EXERCISE AIM.
Would you transcribe the data word for word?

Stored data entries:
=== Section Start ===

//! Audit trail for logins and record mutations.
//!
//! Events go to the `audit` tracing target so a subscriber can route them
//! separately from request logs.
//!
//! ```ignore
//! use axum_helpers::audit::{AuditEvent, AuditOutcome};
//!
//! AuditEvent::new("employee.delete", AuditOutcome::Success)
//!     .actor(&claims.sub)
//!     .resource(format!("employee:{employee_id}"))
//!     .with_request_headers(&headers)
//!     .log();
//! ```

use axum::http::HeaderMap;
use chrono::{DateTime, Utc};
use serde::Serialize;

#[derive(Debug, Clone, Copy, PartialEq, Eq, Serialize)]
#[serde(rename_all = "lowercase")]
pub enum AuditOutcome {
    Success,
    Failure,
    Denied,
}

#[derive(Debug, Serialize)]
pub struct AuditEvent {
    /// Authenticated username, or the attempted one for logins
    pub actor: Option<String>,
    /// Dotted action name, e.g. `auth.login`
    pub action: String,
    /// `kind:id`, e.g. `employee:E-1001`
    pub resource: Option<String>,
    pub outcome: AuditOutcome,
    pub ip_address: Option<String>,
    pub user_agent: Option<String>,
    #[serde(with = "chrono::serde::ts_seconds")]
    pub timestamp: DateTime<Utc>,
}

impl AuditEvent {
    pub fn new(action: impl Into<String>, outcome: AuditOutcome) -> Self {
        Self {
            actor: None,
            action: action.into(),
            resource: None,
            outcome,
            ip_address: None,
            user_agent: None,
            timestamp: Utc::now(),
        }
    }

    pub fn actor(mut self, actor: impl Into<String>) -> Self {
        self.actor = Some(actor.into());
        self
    }

    pub fn resource(mut self, resource: impl Into<String>) -> Self {
        self.resource = Some(resource.into());
        self
    }

    /// Client IP and user agent from proxy and request headers
    pub fn with_request_headers(mut self, headers: &HeaderMap) -> Self {
        self.ip_address = extract_ip_from_headers(headers);
        self.user_agent = extract_user_agent(headers);
        self
    }

    pub fn log(self) {
        tracing::info!(
            target: "audit",
            actor = self.actor,
            action = %self.action,
            resource = self.resource,
            outcome = ?self.outcome,
            ip = self.ip_address,
            user_agent = self.user_agent,
            timestamp = %self.timestamp,
            "audit event"
        );
    }
}

/// First hop of `X-Forwarded-For`, falling back to `X-Real-IP`
pub fn extract_ip_from_headers(headers: &HeaderMap) -> Option<String> {
    headers
        .get("x-forwarded-for")
        .and_then(|v| v.to_str().ok())
        .and_then(|s| s.split(',').next())
        .map(|s| s.trim().to_string())
        .filter(|s| !s.is_empty())
        .or_else(|| {
            headers
                .get("x-real-ip")
                .and_then(|v| v.to_str().ok())
                .map(|s| s.to_string())
        })
}

pub fn extract_user_agent(headers: &HeaderMap) -> Option<String> {
    headers
        .get("user-agent")
        .and_then(|v| v.to_str().ok())
        .map(|s| s.to_string())
}

#[cfg(test)]
mod tests {
    use super::*;

    #[test]
    fn test_forwarded_for_takes_first_hop() {
        let mut headers = HeaderMap::new();
        headers.insert("x-forwarded-for", "203.0.113.7, 10.0.0.1".parse().unwrap());
        headers.insert("x-real-ip", "10.0.0.9".parse().unwrap());
        assert_eq!(extract_ip_from_headers(&headers).as_deref(), Some("203.0.113.7"));
    }

    #[test]
    fn test_real_ip_fallback() {
        let mut headers = HeaderMap::new();
        headers.insert("x-real-ip", "10.0.0.9".parse().unwrap());
        assert_eq!(extract_ip_from_headers(&headers).as_deref(), Some("10.0.0.9"));
    }

    #[test]
    fn test_event_builder() {
        let mut headers = HeaderMap::new();
        headers.insert("user-agent", "curl/8.5".parse().unwrap());

        let event = AuditEvent::new("auth.login", AuditOutcome::Denied)
            .actor("mallory")
            .with_request_headers(&headers);

        assert_eq!(event.actor.as_deref(), Some("mallory"));
        assert_eq!(event.user_agent.as_deref(), Some("curl/8.5"));
        assert!(event.ip_address.is_none());

        let json = serde_json::to_value(&event).unwrap();
        assert_eq!(json["outcome"], "denied");
    }
}
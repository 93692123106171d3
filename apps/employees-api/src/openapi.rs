//! OpenAPI documentation configuration

use utoipa::{
    Modify, OpenApi,
    openapi::security::{HttpAuthScheme, HttpBuilder, SecurityScheme},
};

/// Declares the `bearer_auth` scheme referenced by protected operations
struct SecurityAddon;

impl Modify for SecurityAddon {
    fn modify(&self, openapi: &mut utoipa::openapi::OpenApi) {
        let components = openapi.components.get_or_insert_with(Default::default);
        components.add_security_scheme(
            "bearer_auth",
            SecurityScheme::Http(
                HttpBuilder::new()
                    .scheme(HttpAuthScheme::Bearer)
                    .bearer_format("JWT")
                    .build(),
            ),
        );
    }
}

/// Combined OpenAPI documentation for all APIs
#[derive(OpenApi)]
#[openapi(
    info(
        title = "Employees API",
        version = "0.1.0",
        description = "Employee records with pagination, skill search and salary statistics, backed by MongoDB",
        license(name = "MIT")
    ),
    servers(
        (url = "http://localhost:8080", description = "Local development server")
    ),
    nest(
        (path = "/api/employees", api = domain_employees::ApiDoc),
        (path = "/api/auth", api = domain_users::ApiDoc)
    ),
    modifiers(&SecurityAddon),
    tags(
        (name = "Employees", description = "Employee records, search and salary statistics"),
        (name = "Auth", description = "Login, registration and the current user")
    )
)]
pub struct ApiDoc;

=== Section End ===

THE COMPLETED TASK.
//! Audit trail for logins and record mutations.
//!
//! Events go to the `audit` tracing target so a subscriber can route them
//! separately from request logs.
//!
//! ```ignore
//! use axum_helpers::audit::{AuditEvent, AuditOutcome};
//!
//! AuditEvent::new("employee.delete", AuditOutcome::Success)
//!     .actor(&claims.sub)
//!     .resource(format!("employee:{employee_id}"))
//!     .with_request_headers(&headers)
//!     .log();
//! ```

use axum::http::HeaderMap;
use chrono::{DateTime, Utc};
use serde::Serialize;

#[derive(Debug, Clone, Copy, PartialEq, Eq, Serialize)]
#[serde(rename_all = "lowercase")]
pub enum AuditOutcome {
    Success,
    Failure,
    Denied,
}

#[derive(Debug, Serialize)]
pub struct AuditEvent {
    /// Authenticated username, or the attempted one for logins
    pub actor: Option<String>,
    /// Dotted action name, e.g. `auth.login`
    pub action: String,
    /// `kind:id`, e.g. `employee:E-1001`
    pub resource: Option<String>,
    pub outcome: AuditOutcome,
    pub ip_address: Option<String>,
    pub user_agent: Option<String>,
    #[serde(with = "chrono::serde::ts_seconds")]
    pub timestamp: DateTime<Utc>,
}

impl AuditEvent {
    pub fn new(action: impl Into<String>, outcome: AuditOutcome) -> Self {
        Self {
            actor: None,
            action: action.into(),
            resource: None,
            outcome,
            ip_address: None,
            user_agent: None,
            timestamp: Utc::now(),
        }
    }

    pub fn actor(mut self, actor: impl Into<String>) -> Self {
        self.actor = Some(actor.into());
        self
    }

    pub fn resource(mut self, resource: impl Into<String>) -> Self {
        self.resource = Some(resource.into());
        self
    }

    /// Client IP and user agent from proxy and request headers
    pub fn with_request_headers(mut self, headers: &HeaderMap) -> Self {
        self.ip_address = extract_ip_from_headers(headers);
        self.user_agent = extract_user_agent(headers);
        self
    }

    pub fn log(self) {
        tracing::info!(
            target: "audit",
            actor = self.actor,
            action = %self.action,
            resource = self.resource,
            outcome = ?self.outcome,
            ip = self.ip_address,
            user_agent = self.user_agent,
            timestamp = %self.timestamp,
            "audit event"
        );
    }
}

/// First hop of `X-Forwarded-For`, falling back to `X-Real-IP`
pub fn extract_ip_from_headers(headers: &HeaderMap) -> Option<String> {
    headers
        .get("x-forwarded-for")
        .and_then(|v| v.to_str().ok())
        .and_then(|s| s.split(',').next())
        .map(|s| s.trim().to_string())
        .filter(|s| !s.is_empty())
        .or_else(|| {
            headers
                .get("x-real-ip")
                .and_then(|v| v.to_str().ok())
                .map(|s| s.to_string())
        })
}

pub fn extract_user_agent(headers: &HeaderMap) -> Option<String> {
    headers
        .get("user-agent")
        .and_then(|v| v.to_str().ok())
        .map(|s| s.to_string())
}

#[cfg(test)]
mod tests {
    use super::*;

    #[test]
    fn test_forwarded_for_takes_first_hop() {
        let mut headers = HeaderMap::new();
        headers.insert("x-forwarded-for", "203.0.113.7, 10.0.0.1".parse().unwrap());
        headers.insert("x-real-ip", "10.0.0.9".parse().unwrap());
        assert_eq!(extract_ip_from_headers(&headers).as_deref(), Some("203.0.113.7"));
    }

    #[test]
    fn test_real_ip_fallback() {
        let mut headers = HeaderMap::new();
        headers.insert("x-real-ip", "10.0.0.9".parse().unwrap());
        assert_eq!(extract_ip_from_headers(&headers).as_deref(), Some("10.0.0.9"));
    }

    #[test]
    fn test_event_builder() {
        let mut headers = HeaderMap::new();
        headers.insert("user-agent", "curl/8.5".parse().unwrap());

        let event = AuditEvent::new("auth.login", AuditOutcome::Denied)
            .actor("mallory")
            .with_request_headers(&headers);

        assert_eq!(event.actor.as_deref(), Some("mallory"));
        assert_eq!(event.user_agent.as_deref(), Some("curl/8.5"));
        assert!(event.ip_address.is_none());

        let json = serde_json::to_value(&event).unwrap();
        assert_eq!(json["outcome"], "denied");
    }
}
repository 93692123106171d3
filename apps/employees-api/src/openapi.rs
//! OpenAPI documentation configuration

use utoipa::{
    Modify, OpenApi,
    openapi::security::{HttpAuthScheme, HttpBuilder, SecurityScheme},
};

/// Declares the `bearer_auth` scheme referenced by protected operations
struct SecurityAddon;

impl Modify for SecurityAddon {
    fn modify(&self, openapi: &mut utoipa::openapi::OpenApi) {
        let components = openapi.components.get_or_insert_with(Default::default);
        components.add_security_scheme(
            "bearer_auth",
            SecurityScheme::Http(
                HttpBuilder::new()
                    .scheme(HttpAuthScheme::Bearer)
                    .bearer_format("JWT")
                    .build(),
            ),
        );
    }
}

/// Combined OpenAPI documentation for all APIs
#[derive(OpenApi)]
#[openapi(
    info(
        title = "Employees API",
        version = "0.1.0",
        description = "Employee records with pagination, skill search and salary statistics, backed by MongoDB",
        license(name = "MIT")
    ),
    servers(
        (url = "http://localhost:8080", description = "Local development server")
    ),
    nest(
        (path = "/api/employees", api = domain_employees::ApiDoc),
        (path = "/api/auth", api = domain_users::ApiDoc)
    ),
    modifiers(&SecurityAddon),
    tags(
        (name = "Employees", description = "Employee records, search and salary statistics"),
        (name = "Auth", description = "Login, registration and the current user")
    )
)]
pub struct ApiDoc;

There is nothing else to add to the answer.